I would go with a Strike master. I had one for 5 years and bought it from my friend that had it for 7 and it just died last year. My girl friend just bought me a new lazer mag and i cant wait to use it. GO WITH THE STRIKEMASTRE.


----------



## james.hunter

It is with the old ones but the new ones have a power point on it that have corrected that problem.


----------



## usmarine0352

jer79 said:


> i've also heard the strikemasters are difficult to reopen new holes because they don't have the "spade" at the bottom. is that true?

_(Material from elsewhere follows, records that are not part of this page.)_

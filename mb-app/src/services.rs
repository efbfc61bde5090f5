//! Clients for the collaborators a batch is handed to: speech services and
//! the agent responder.

use async_trait::async_trait;
use bytes::Bytes;
use mb_channels::MediaRef;
use reqwest::Url;
use reqwest::multipart::{Form, Part};
use serde::{Deserialize, Serialize};
use std::time::Duration;
use thiserror::Error;

const DEFAULT_AUDIO_MIME: &str = "audio/ogg";
const AUDIO_TIMEOUT_SECONDS: u64 = 60;
const AGENT_TIMEOUT_SECONDS: u64 = 120;

pub type Result<T> = std::result::Result<T, ServiceError>;

#[derive(Debug, Error)]
pub enum ServiceError {
    #[error("invalid input: {0}")]
    InvalidInput(String),

    #[error("http error: {0}")]
    Http(String),

    #[error("unexpected response format: {0}")]
    ResponseFormat(String),
}

impl From<reqwest::Error> for ServiceError {
    fn from(e: reqwest::Error) -> Self {
        Self::Http(e.to_string())
    }
}

impl From<serde_json::Error> for ServiceError {
    fn from(e: serde_json::Error) -> Self {
        Self::ResponseFormat(e.to_string())
    }
}

#[async_trait]
pub trait AudioService: Send + Sync {
    /// Speech-to-text for a voice note or audio attachment.
    async fn transcribe(&self, media: &MediaRef) -> Result<String>;

    /// Text-to-speech; returns a URL the chat bridge can fetch.
    async fn synthesize(&self, text: &str) -> Result<String>;
}

#[derive(Debug, Clone, PartialEq, Eq, Serialize)]
pub struct AgentRequest {
    pub user_message: String,
    pub user_id: String,
    pub session_id: String,
    /// "text" or "audio".
    pub message_type: String,
}

#[derive(Debug, Clone, Default, PartialEq, Eq, Deserialize)]
pub struct AgentReply {
    pub response_text: String,
    #[serde(default)]
    pub auxiliary_text: Option<String>,
    #[serde(default)]
    pub should_send_audio: bool,
}

#[async_trait]
pub trait Responder: Send + Sync {
    async fn respond(&self, request: &AgentRequest) -> Result<AgentReply>;
}

fn join_url(base_url: &str, path: &str) -> Result<Url> {
    let base = base_url.trim().trim_end_matches('/');
    if base.is_empty() {
        return Err(ServiceError::InvalidInput("service url is empty".to_string()));
    }
    Url::parse(&format!("{base}{path}"))
        .map_err(|e| ServiceError::InvalidInput(format!("invalid service url {base:?}: {e}")))
}

async fn error_for_status(response: reqwest::Response) -> Result<reqwest::Response> {
    let status = response.status();
    if status.is_success() {
        return Ok(response);
    }
    let body = response.text().await.unwrap_or_default();
    Err(ServiceError::Http(format!("status={status} body={body}")))
}

#[derive(Debug, Deserialize)]
struct TranscriptionResponse {
    text: String,
}

#[derive(Debug, Serialize)]
struct SynthesisRequest<'a> {
    text: &'a str,
    voice: &'a str,
}

#[derive(Debug, Deserialize)]
struct SynthesisResponse {
    audio_url: String,
}

/// Audio processing API: `POST /speech-to-text` (multipart `file`) and
/// `POST /text-to-speech` (JSON).
#[derive(Clone)]
pub struct HttpAudioService {
    http: reqwest::Client,
    stt_url: Url,
    tts_url: Url,
    voice: String,
}

impl HttpAudioService {
    pub fn new(base_url: &str, voice: &str) -> Result<Self> {
        let http = reqwest::Client::builder()
            .timeout(Duration::from_secs(AUDIO_TIMEOUT_SECONDS))
            .build()?;
        Ok(Self {
            http,
            stt_url: join_url(base_url, "/speech-to-text")?,
            tts_url: join_url(base_url, "/text-to-speech")?,
            voice: voice.trim().to_string(),
        })
    }

    async fn fetch_media(&self, url: &str) -> Result<Bytes> {
        let response = error_for_status(self.http.get(url).send().await?).await?;
        Ok(response.bytes().await?)
    }
}

#[async_trait]
impl AudioService for HttpAudioService {
    #[tracing::instrument(level = "info", skip_all)]
    async fn transcribe(&self, media: &MediaRef) -> Result<String> {
        let data = match media {
            MediaRef::Inline { data, .. } => data.clone(),
            MediaRef::Remote { url, .. } => self.fetch_media(url).await?,
        };
        if data.is_empty() {
            return Err(ServiceError::InvalidInput("audio payload is empty".to_string()));
        }
        let mime = media.mime_type().unwrap_or(DEFAULT_AUDIO_MIME);
        let part = Part::bytes(data.to_vec())
            .file_name("audio.ogg")
            .mime_str(mime)?;
        let form = Form::new().part("file", part);

        let response = self
            .http
            .post(self.stt_url.clone())
            .multipart(form)
            .send()
            .await?;
        let body: TranscriptionResponse = error_for_status(response).await?.json().await?;
        tracing::debug!(chars = body.text.len(), "transcription received");
        Ok(body.text)
    }

    #[tracing::instrument(level = "info", skip_all)]
    async fn synthesize(&self, text: &str) -> Result<String> {
        if text.trim().is_empty() {
            return Err(ServiceError::InvalidInput("nothing to synthesize".to_string()));
        }
        let response = self
            .http
            .post(self.tts_url.clone())
            .json(&SynthesisRequest {
                text,
                voice: &self.voice,
            })
            .send()
            .await?;
        let body: SynthesisResponse = error_for_status(response).await?.json().await?;
        if body.audio_url.trim().is_empty() {
            return Err(ServiceError::ResponseFormat(
                "text-to-speech returned an empty audio_url".to_string(),
            ));
        }
        Ok(body.audio_url)
    }
}

/// Agent service: `POST /agent/process`.
#[derive(Clone)]
pub struct HttpAgentResponder {
    http: reqwest::Client,
    process_url: Url,
}

impl HttpAgentResponder {
    pub fn new(base_url: &str) -> Result<Self> {
        let http = reqwest::Client::builder()
            .timeout(Duration::from_secs(AGENT_TIMEOUT_SECONDS))
            .build()?;
        Ok(Self {
            http,
            process_url: join_url(base_url, "/agent/process")?,
        })
    }
}

#[async_trait]
impl Responder for HttpAgentResponder {
    #[tracing::instrument(level = "info", skip_all, fields(user_id = %request.user_id))]
    async fn respond(&self, request: &AgentRequest) -> Result<AgentReply> {
        let response = self
            .http
            .post(self.process_url.clone())
            .json(request)
            .send()
            .await?;
        let raw = error_for_status(response).await?.text().await?;
        let reply: AgentReply = serde_json::from_str(&raw)?;
        Ok(reply)
    }
}
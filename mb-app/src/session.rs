//! In-memory conversation history per user.

use chrono::{DateTime, Utc};
use dashmap::DashMap;
use mb_buffer::BufferedMessage;
use mb_channels::{MessageKind, UserKey};
use serde::Serialize;
use uuid::Uuid;

const HISTORY_PREVIEW_CHARS: usize = 100;

#[derive(Debug, Clone, Serialize)]
pub struct UserMessageSummary {
    pub kind: MessageKind,
    pub data: String,
    pub timestamp: DateTime<Utc>,
}

/// One handled batch and the reply it produced.
#[derive(Debug, Clone, Serialize)]
pub struct ProcessedExchange {
    pub user_messages: Vec<UserMessageSummary>,
    pub agent_response: String,
    pub grouped_count: usize,
    pub processed_at: DateTime<Utc>,
}

impl ProcessedExchange {
    pub fn from_batch(batch: &[BufferedMessage], agent_response: &str) -> Self {
        Self {
            user_messages: batch
                .iter()
                .map(|m| UserMessageSummary {
                    kind: m.kind,
                    data: m.content.chars().take(HISTORY_PREVIEW_CHARS).collect(),
                    timestamp: m.received_at,
                })
                .collect(),
            agent_response: agent_response.to_string(),
            grouped_count: batch.len(),
            processed_at: Utc::now(),
        }
    }
}

#[derive(Debug, Clone, Serialize)]
pub struct Session {
    pub id: String,
    pub user_key: UserKey,
    pub created_at: DateTime<Utc>,
    pub last_active: DateTime<Utc>,
    pub exchanges: Vec<ProcessedExchange>,
}

impl Session {
    fn new(user_key: &UserKey) -> Self {
        let now = Utc::now();
        Self {
            id: format!("sess_{}_{}", user_key, Uuid::new_v4().simple()),
            user_key: user_key.clone(),
            created_at: now,
            last_active: now,
            exchanges: Vec::new(),
        }
    }
}

#[derive(Debug, Clone, Serialize)]
pub struct SessionSummary {
    pub id: String,
    pub user_key: UserKey,
    pub created_at: DateTime<Utc>,
    pub last_active: DateTime<Utc>,
    pub exchanges: usize,
}

#[derive(Default)]
pub struct SessionManager {
    sessions: DashMap<UserKey, Session>,
}

impl SessionManager {
    pub fn new() -> Self {
        Self::default()
    }

    /// Id of the user's active session, created on first use.
    pub fn get_or_create(&self, user_key: &UserKey) -> String {
        self.sessions
            .entry(user_key.clone())
            .or_insert_with(|| {
                let session = Session::new(user_key);
                tracing::info!(user_key = %user_key, session_id = %session.id, "session created");
                session
            })
            .id
            .clone()
    }

    pub fn record_exchange(&self, user_key: &UserKey, exchange: ProcessedExchange) {
        let mut session = self
            .sessions
            .entry(user_key.clone())
            .or_insert_with(|| Session::new(user_key));
        session.last_active = exchange.processed_at;
        session.exchanges.push(exchange);
    }

    pub fn get(&self, user_key: &UserKey) -> Option<Session> {
        self.sessions.get(user_key).map(|s| s.value().clone())
    }

    pub fn list(&self) -> Vec<SessionSummary> {
        let mut out: Vec<SessionSummary> = self
            .sessions
            .iter()
            .map(|entry| {
                let s = entry.value();
                SessionSummary {
                    id: s.id.clone(),
                    user_key: s.user_key.clone(),
                    created_at: s.created_at,
                    last_active: s.last_active,
                    exchanges: s.exchanges.len(),
                }
            })
            .collect();
        out.sort_by_key(|s| s.last_active);
        out.reverse();
        out
    }

    pub fn remove(&self, user_key: &UserKey) -> bool {
        self.sessions.remove(user_key).is_some()
    }
}
//! Context for I/O failures
//!
//! Services read program files, write to output sinks and tail run logs. A
//! bare `io::Error` says none of that, so each call site names its action.

use std::io;
use std::path::Path;

use crate::application::{ApplicationError, ApplicationResult};

/// Extension trait for converting `io::Result` to `ApplicationResult` with context.
pub trait IoResultExt<T> {
    /// Add the action and the path it was applied to.
    ///
    /// ```ignore
    /// fs.read_to_string(program)
    ///     .with_path_context("read program", program)?;
    /// ```
    fn with_path_context(self, action: &str, path: &Path) -> ApplicationResult<T>;

    /// Add free-form context.
    fn with_context(self, context: &str) -> ApplicationResult<T>;

    /// Failure to write to the caller's output sink (stdout, usually a pipe).
    fn written(self) -> ApplicationResult<T>
    where
        Self: Sized,
    {
        self.with_context("write output")
    }
}

impl<T> IoResultExt<T> for io::Result<T> {
    fn with_path_context(self, action: &str, path: &Path) -> ApplicationResult<T> {
        self.with_context(&format!("{}: {}", action, path.display()))
    }

    fn with_context(self, context: &str) -> ApplicationResult<T> {
        self.map_err(|e| ApplicationError::OperationFailed {
            context: context.to_string(),
            source: Box::new(e),
        })
    }
}
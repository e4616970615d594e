//! Incremental reader for a log file that another process is still writing

use std::fs::File;
use std::io::{self, Read, Seek, SeekFrom, Write};
use std::path::{Path, PathBuf};
use std::sync::atomic::{AtomicBool, Ordering};
use std::thread;
use std::time::Duration;

use tracing::{debug, trace};

/// Follows a growing log file and forwards complete lines to a sink.
#[derive(Debug)]
pub struct LogTail {
    path: PathBuf,
    offset: u64,
    pending: Vec<u8>,
}

impl LogTail {
    pub fn new(path: impl Into<PathBuf>) -> Self {
        Self {
            path: path.into(),
            offset: 0,
            pending: Vec::new(),
        }
    }

    pub fn path(&self) -> &Path {
        &self.path
    }

    /// Read whatever was appended since the last poll.
    ///
    /// Only complete lines are written; a trailing partial line is kept until
    /// its newline arrives. A file that does not exist yet yields nothing.
    pub fn poll(&mut self, sink: &mut dyn Write) -> io::Result<usize> {
        let mut file = match File::open(&self.path) {
            Ok(f) => f,
            Err(e) if e.kind() == io::ErrorKind::NotFound => return Ok(0),
            Err(e) => return Err(e),
        };

        let len = file.metadata()?.len();
        if len < self.offset {
            debug!("log file shrank, restarting from top: {}", self.path.display());
            self.offset = 0;
            self.pending.clear();
        }

        file.seek(SeekFrom::Start(self.offset))?;
        let mut buf = Vec::new();
        let read = file.read_to_end(&mut buf)?;
        self.offset += read as u64;
        self.pending.extend_from_slice(&buf);

        let mut emitted = 0;
        while let Some(pos) = self.pending.iter().position(|b| *b == b'\n') {
            let line: Vec<u8> = self.pending.drain(..=pos).collect();
            write_line(sink, &line)?;
            emitted += 1;
        }
        if emitted > 0 {
            trace!("tail emitted {} lines", emitted);
            sink.flush()?;
        }
        Ok(emitted)
    }

    /// Final poll, then flush a pending partial line.
    pub fn finish(&mut self, sink: &mut dyn Write) -> io::Result<usize> {
        let mut emitted = self.poll(sink)?;
        if !self.pending.is_empty() {
            let rest = std::mem::take(&mut self.pending);
            write_line(sink, &rest)?;
            sink.flush()?;
            emitted += 1;
        }
        Ok(emitted)
    }

    /// Poll every `interval` while `running` is set, then [`finish`](Self::finish).
    pub fn follow(
        &mut self,
        running: &AtomicBool,
        interval: Duration,
        sink: &mut dyn Write,
    ) -> io::Result<usize> {
        let mut emitted = 0;
        while running.load(Ordering::Acquire) {
            emitted += self.poll(sink)?;
            thread::sleep(interval);
        }
        emitted += self.finish(sink)?;
        debug!("tail finished: {} lines from {}", emitted, self.path.display());
        Ok(emitted)
    }
}

fn write_line(sink: &mut dyn Write, raw: &[u8]) -> io::Result<()> {
    let text = String::from_utf8_lossy(raw);
    sink.write_all(text.trim_end_matches(&['\r', '\n'][..]).as_bytes())?;
    sink.write_all(b"\n")
}
//! Application-level errors (wraps domain and session errors)

use thiserror::Error;

use crate::application::validate::ValidationError;
use crate::domain::DomainError;
use crate::infrastructure::SessionError;

/// Application errors wrap domain errors and add application-level context.
#[derive(Error, Debug)]
pub enum ApplicationError {
    #[error("{0}")]
    Domain(#[from] DomainError),

    #[error("{0}")]
    Session(#[from] SessionError),

    #[error("{0}")]
    Validation(#[from] ValidationError),

    #[error("config error: {message}")]
    Config { message: String },

    #[error("dataset {0} not found")]
    DatasetNotFound(String),

    #[error("submission worker panicked")]
    WorkerPanicked,

    #[error("{context}: {source}")]
    OperationFailed {
        context: String,
        #[source]
        source: Box<dyn std::error::Error + Send + Sync>,
    },
}

/// Result type for application layer operations.
pub type ApplicationResult<T> = Result<T, ApplicationError>;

Not been a problem. It opens up old holes fine.

:beer:


----------



## jer79

thanks, i havent been able to look at one, but the pic on cabelas looked like it had a point. i think ill head to fargo this week and get one.


----------



## james.hunter

Good choice you wont be disappointed.


----------



## steelcommander

Wait a minute james.hunter. Your girlfriend bought you a new lazer mag? Oh she's a keeper. :beer:


----------



## holmsvc

I have a Strikemaster with a chipper blade and it has worked great for me!

I think they start much better than Jiffys.


----------



## Ron Gilmore

The engines are the same on both brands. What is different is the handles and blades. I have a Jiffy and have had no issues with it. If I was in the market today for a new auger, I would be looking at blade life,replacement costs and handle design. Speed is really not that big an issue even if one is drilling a lot of holes in a day. You might get two or three more holes faster out of a 100 and what does that really amount to in the long run!


----------



## james.hunter

Yeah steelcommander i got lucky. But i am going to be buying her a stoger 2000 so we are both lucky.


----------



## gunther274

jiffys spin faster, spray chips all over the inside of fish houses, and i have used a strikemaster without the point on it for many years and never had a bit of trouble opening the old holes.


----------



## Fish.Girl

The sad part is that the strike master is under the tree until Hunter gets home from the desert, and he found out about it only by accident.


----------



## james.hunter

Yeah and she got me the 9in modle that i really wanted so bonus.


----------



## Fish.Girl

Aw your too kind.


----------



## windowlicker

holmsvc said:


> I have a Strikemaster with a chipper blade and it has worked great for me!
> 
> I think they start much better than Jiffys.


Actually Jiffys and Strikemasters have the same engines. (Techumsa)

The difference in starting comes in hp. Generally the 2 hp engines start easier than the 3 hp.

Jiffy all the way!! :beer:


----------



## windowlicker

oooppps 

I now see Ron already covered it.


----------